IPS has since launched a patient portal allowing users to enter medical history, family history, social history, allergies, address details, payment details, and upload records. None of these processing activities are transparently covered in the 2018 policy.

This portal collects high-risk health and financial data. Yet IPS’s notice gives no Article 9 basis, no retention timelines, no details of payment processors, and no safeguards against profiling. ICO would expect a Data Protection Impact Assessment. The published policy makes no reference to one.

Real-world conduct: a misdirected payment link

Beyond policy gaps, conduct matters. Our founder received a payment link for several hundred pounds worth of cannabis intended for another patient. IPS were notified. Their response did not reflect the seriousness of a misdirected prescription-linked payment. The original communication is retained securely and will be provided to regulators if required.

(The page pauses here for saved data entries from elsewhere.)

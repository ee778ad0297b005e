//! Point-mass entities with double-buffered kinematic state.
//!
//! Every step phase reads the committed `current` state and writes the
//! `next` state; [`commit`](Entity::commit) then promotes it. Dynamics and
//! collision resolution therefore see a consistent snapshot no matter in
//! which order entities are processed.

use std::rc::Rc;

use glam::DVec3;

use crate::dynamics::Dynamic;
use crate::error::PhysicsError;
use crate::material::{Material, MaterialInteraction};
use crate::math::VecExt;
use crate::query::Collision;
use crate::shape::Shape;

/// Kinematic state of an entity at one instant.
#[derive(Debug, Clone, Copy, Default, PartialEq)]
pub struct Kinematics {
    pub position: DVec3,
    pub velocity: DVec3,
    pub acceleration: DVec3,
    /// Force accumulator for the step being computed.
    pub forces: DVec3,
}

/// Identifies an entity inside its [`World`](crate::World).
#[derive(Debug, Clone, Copy, PartialEq, Eq, Hash)]
pub struct EntityId(pub(crate) usize);

impl EntityId {
    pub fn index(self) -> usize {
        self.0
    }
}

/// Parameters for [`Entity::new`].
pub struct EntityParams {
    pub shape: Option<Rc<Shape>>,
    pub material: Option<Rc<Material>>,
    /// Defaults to 1; non-positive values are treated as 1.
    pub mass: f64,
    pub is_static: bool,
    /// Constrain motion to the xy plane.
    pub is_2d: bool,
    /// All-encompassing field entity (forced static, influence-only).
    pub omni: bool,
    pub position: DVec3,
    pub velocity: DVec3,
    /// Dynamics registered and linked to the entity when it is added to a
    /// world.
    pub dynamics: Vec<Box<dyn Dynamic>>,
}

impl Default for EntityParams {
    fn default() -> Self {
        Self {
            shape: None,
            material: None,
            mass: 1.0,
            is_static: false,
            is_2d: false,
            omni: false,
            position: DVec3::ZERO,
            velocity: DVec3::ZERO,
            dynamics: Vec::new(),
        }
    }
}

/// A point mass with a shape, a material and double-buffered state.
pub struct Entity {
    pub(crate) id: Option<EntityId>,
    shape: Rc<Shape>,
    material: Rc<Material>,
    mass: f64,
    is_static: bool,
    is_2d: bool,
    omni: bool,
    pub(crate) current: Kinematics,
    pub(crate) next: Kinematics,
    /// Flat contact normals recorded during the previous step.
    frame_contacts: Vec<DVec3>,
    /// Flat contact normals recorded during the step being computed.
    next_frame_contacts: Vec<DVec3>,
    pub(crate) pending_dynamics: Vec<Box<dyn Dynamic>>,
}

impl Entity {
    pub fn new(params: EntityParams) -> Result<Self, PhysicsError> {
        let shape = params.shape.ok_or(PhysicsError::MissingShape)?;
        let material = params.material.ok_or(PhysicsError::MissingMaterial)?;

        let state = Kinematics {
            position: params.position,
            velocity: params.velocity,
            ..Default::default()
        };
        let omni = params.omni || shape.is_omni();

        Ok(Self {
            id: None,
            shape,
            material,
            mass: if params.mass > 0.0 { params.mass } else { 1.0 },
            is_static: params.is_static || omni,
            is_2d: params.is_2d,
            omni,
            current: state,
            next: state,
            frame_contacts: Vec::new(),
            next_frame_contacts: Vec::new(),
            pending_dynamics: params.dynamics,
        })
    }

    /// Id assigned when the entity was added to a world.
    pub fn id(&self) -> Option<EntityId> {
        self.id
    }

    pub fn shape(&self) -> &Rc<Shape> {
        &self.shape
    }

    pub fn material(&self) -> &Rc<Material> {
        &self.material
    }

    pub fn mass(&self) -> f64 {
        self.mass
    }

    pub fn is_static(&self) -> bool {
        self.is_static
    }

    pub fn is_2d(&self) -> bool {
        self.is_2d
    }

    pub fn is_omni(&self) -> bool {
        self.omni
    }

    /// Committed state.
    pub fn state(&self) -> &Kinematics {
        &self.current
    }

    pub fn position(&self) -> DVec3 {
        self.current.position
    }

    pub fn velocity(&self) -> DVec3 {
        self.current.velocity
    }

    pub fn acceleration(&self) -> DVec3 {
        self.current.acceleration
    }

    /// State being computed for the current step.
    pub fn next_state(&self) -> &Kinematics {
        &self.next
    }

    pub fn next_position(&self) -> DVec3 {
        self.next.position
    }

    pub fn next_velocity(&self) -> DVec3 {
        self.next.velocity
    }

    /// Accumulate an external force for the step being computed.
    pub fn add_next_force(&mut self, force: DVec3) {
        self.next.forces += force;
    }

    pub fn set_next_velocity(&mut self, velocity: DVec3) {
        self.next.velocity = velocity;
    }

    pub(crate) fn begin_step(&mut self) {
        self.next = self.current;
        self.next.forces = DVec3::ZERO;
        self.next_frame_contacts.clear();
    }

    pub(crate) fn reset_next_forces(&mut self) {
        self.next.forces = DVec3::ZERO;
    }

    /// Acceleration from the accumulated forces, with components pushing
    /// into the previous step's contacts cancelled.
    pub(crate) fn derive_acceleration(&mut self) {
        if self.is_static {
            self.next.acceleration = DVec3::ZERO;
            return;
        }
        self.next.acceleration = project_on_contacts(self.next.forces / self.mass, &self.frame_contacts);
    }

    /// Same derivation against the contacts recorded this step, for the
    /// correction phase.
    pub(crate) fn corrected_acceleration(&self) -> DVec3 {
        if self.is_static {
            return DVec3::ZERO;
        }
        project_on_contacts(self.next.forces / self.mass, &self.next_frame_contacts)
    }

    /// Promote the freshly computed state.
    pub(crate) fn commit(&mut self) {
        self.current = self.next;
        std::mem::swap(&mut self.frame_contacts, &mut self.next_frame_contacts);
    }

    pub(crate) fn enforce_2d(&mut self) {
        self.next.position.z = 0.0;
        self.next.velocity.z = 0.0;
        self.next.acceleration.z = 0.0;
    }

    /// Resolve a solid collision on this entity: displace out of the
    /// foreign shape and bounce or rest depending on the normal speed.
    pub(crate) fn apply_collision(&mut self, collision: &Collision, rule: &MaterialInteraction, dt: f64) {
        let normal = collision.normal;
        self.next.position += collision.displacement;

        let (mut normal_velocity, tangent_velocity) = self.next.velocity.decompose(normal);

        if rule.debounce > 0.0 {
            normal_velocity = normal_velocity.reduce_length(rule.debounce);
        }

        if normal_velocity.is_near_zero() {
            // Resting contact
            self.next.velocity = normal_velocity + tangent_velocity;
            self.next_frame_contacts.push(normal);
            self.apply_influences(rule, dt);
            return;
        }

        if normal_velocity.dot(normal) < 0.0 {
            normal_velocity = -normal_velocity;
        }
        self.next.velocity =
            normal_velocity * rule.normal_bounce_rate + tangent_velocity * rule.tangent_bounce_rate;
        self.next_frame_contacts.push(normal);
    }

    pub(crate) fn apply_influences(&mut self, rule: &MaterialInteraction, dt: f64) {
        for influence in &rule.influences {
            influence.apply(self, dt);
        }
    }
}

fn project_on_contacts(mut acceleration: DVec3, contacts: &[DVec3]) -> DVec3 {
    for normal in contacts {
        let into = acceleration.dot(*normal);
        if into < 0.0 {
            acceleration -= *normal * into;
        }
    }
    acceleration
}

#[cfg(test)]
mod tests {
    use super::*;
    use crate::material::MaterialInteraction;

    fn test_entity() -> Entity {
        Entity::new(EntityParams {
            shape: Some(Rc::new(Shape::dot())),
            material: Some(Material::new(true)),
            position: DVec3::new(0.0, 2.0, 0.0),
            velocity: DVec3::new(1.0, -3.0, 0.0),
            ..Default::default()
        })
        .unwrap()
    }

    #[test]
    fn test_construction_requires_shape_and_material() {
        assert!(matches!(
            Entity::new(EntityParams {
                material: Some(Material::new(true)),
                ..Default::default()
            }),
            Err(PhysicsError::MissingShape)
        ));
        assert!(matches!(
            Entity::new(EntityParams {
                shape: Some(Rc::new(Shape::dot())),
                ..Default::default()
            }),
            Err(PhysicsError::MissingMaterial)
        ));
    }

    #[test]
    fn test_non_positive_mass_defaults_to_one() {
        let entity = Entity::new(EntityParams {
            shape: Some(Rc::new(Shape::dot())),
            material: Some(Material::new(true)),
            mass: 0.0,
            ..Default::default()
        })
        .unwrap();
        assert_eq!(entity.mass(), 1.0);
    }

    #[test]
    fn test_begin_step_copies_and_zeroes_forces() {
        let mut entity = test_entity();
        entity.next.forces = DVec3::new(0.0, 9.0, 0.0);
        entity.begin_step();
        assert_eq!(entity.next.position, entity.current.position);
        assert_eq!(entity.next.forces, DVec3::ZERO);
    }

    #[test]
    fn test_contact_projection_cancels_inward_acceleration() {
        let mut entity = test_entity();
        entity.begin_step();
        entity.frame_contacts.push(DVec3::Y);
        entity.add_next_force(DVec3::new(2.0, -9.81, 0.0));
        entity.derive_acceleration();
        assert_eq!(entity.next.acceleration, DVec3::new(2.0, 0.0, 0.0));

        // Outward acceleration is untouched
        entity.reset_next_forces();
        entity.add_next_force(DVec3::new(0.0, 5.0, 0.0));
        entity.derive_acceleration();
        assert_eq!(entity.next.acceleration, DVec3::new(0.0, 5.0, 0.0));
    }

    #[test]
    fn test_apply_collision_bounce() {
        let mut entity = test_entity();
        entity.begin_step();
        let collision = Collision {
            t: 1.0,
            displacement: DVec3::new(0.0, 0.5, 0.0),
            normal: DVec3::Y,
            contact: None,
        };
        let rule = MaterialInteraction {
            normal_bounce_rate: 0.5,
            tangent_bounce_rate: 1.0,
            ..Default::default()
        };
        entity.apply_collision(&collision, &rule, 0.1);

        assert_eq!(entity.next.position, DVec3::new(0.0, 2.5, 0.0));
        // Normal part reflected and halved, tangent kept
        assert!((entity.next.velocity - DVec3::new(1.0, 1.5, 0.0)).length() < 1e-12);
        assert_eq!(entity.next_frame_contacts.len(), 1);
    }

    #[test]
    fn test_apply_collision_debounce_rests() {
        let mut entity = test_entity();
        entity.begin_step();
        let collision = Collision {
            t: 1.0,
            displacement: DVec3::ZERO,
            normal: DVec3::Y,
            contact: None,
        };
        let rule = MaterialInteraction {
            debounce: 5.0,
            ..Default::default()
        };
        entity.apply_collision(&collision, &rule, 0.1);

        // Normal speed (3) below the debounce cut: nulled, tangent kept
        assert!((entity.next.velocity - DVec3::new(1.0, 0.0, 0.0)).length() < 1e-12);
    }

    #[test]
    fn test_commit_swaps_contacts() {
        let mut entity = test_entity();
        entity.begin_step();
        entity.next_frame_contacts.push(DVec3::Y);
        entity.commit();
        assert_eq!(entity.frame_contacts, vec![DVec3::Y]);
        entity.begin_step();
        assert!(entity.next_frame_contacts.is_empty());
    }
}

Note: No patient identifiers are disclosed here. Evidence is retained for regulatory review.

What good looks like

Modern notice

  • Dated and reviewed in 2025.
  • Plain-English summary.
  • Named DPO/contact route.

Lawful bases

  • Article 6 for all processing.
  • Article 9(2) for health data.
  • DPIAs referenced.

Cookies

  • True opt-in banner.
  • Live cookie inventory.
  • No tracking pre-consent.

Transfers & retention

  • SCCs/IDTA listed.
  • Retention periods published.
  • Clear deletion policy.

Right of reply

IPS Pharma is invited to provide a public statement of 150–250 words covering:

  • When the privacy notice was last substantively reviewed;
  • Your lawful bases for health and payment data in the portal;
  • Your cookie consent mechanism;
  • Your international transfer tools and retention schedules;
  • Your account of the misdirected payment link incident and remedial steps.

Any statement will be published in full. If corrections are made, updates will be timestamped accordingly.

Independence note: The Reasonable Adjustment is an independent, public-interest platform. We document systemic gaps and invite accountable fixes. Evidence is retained for disclosure to regulators and courts.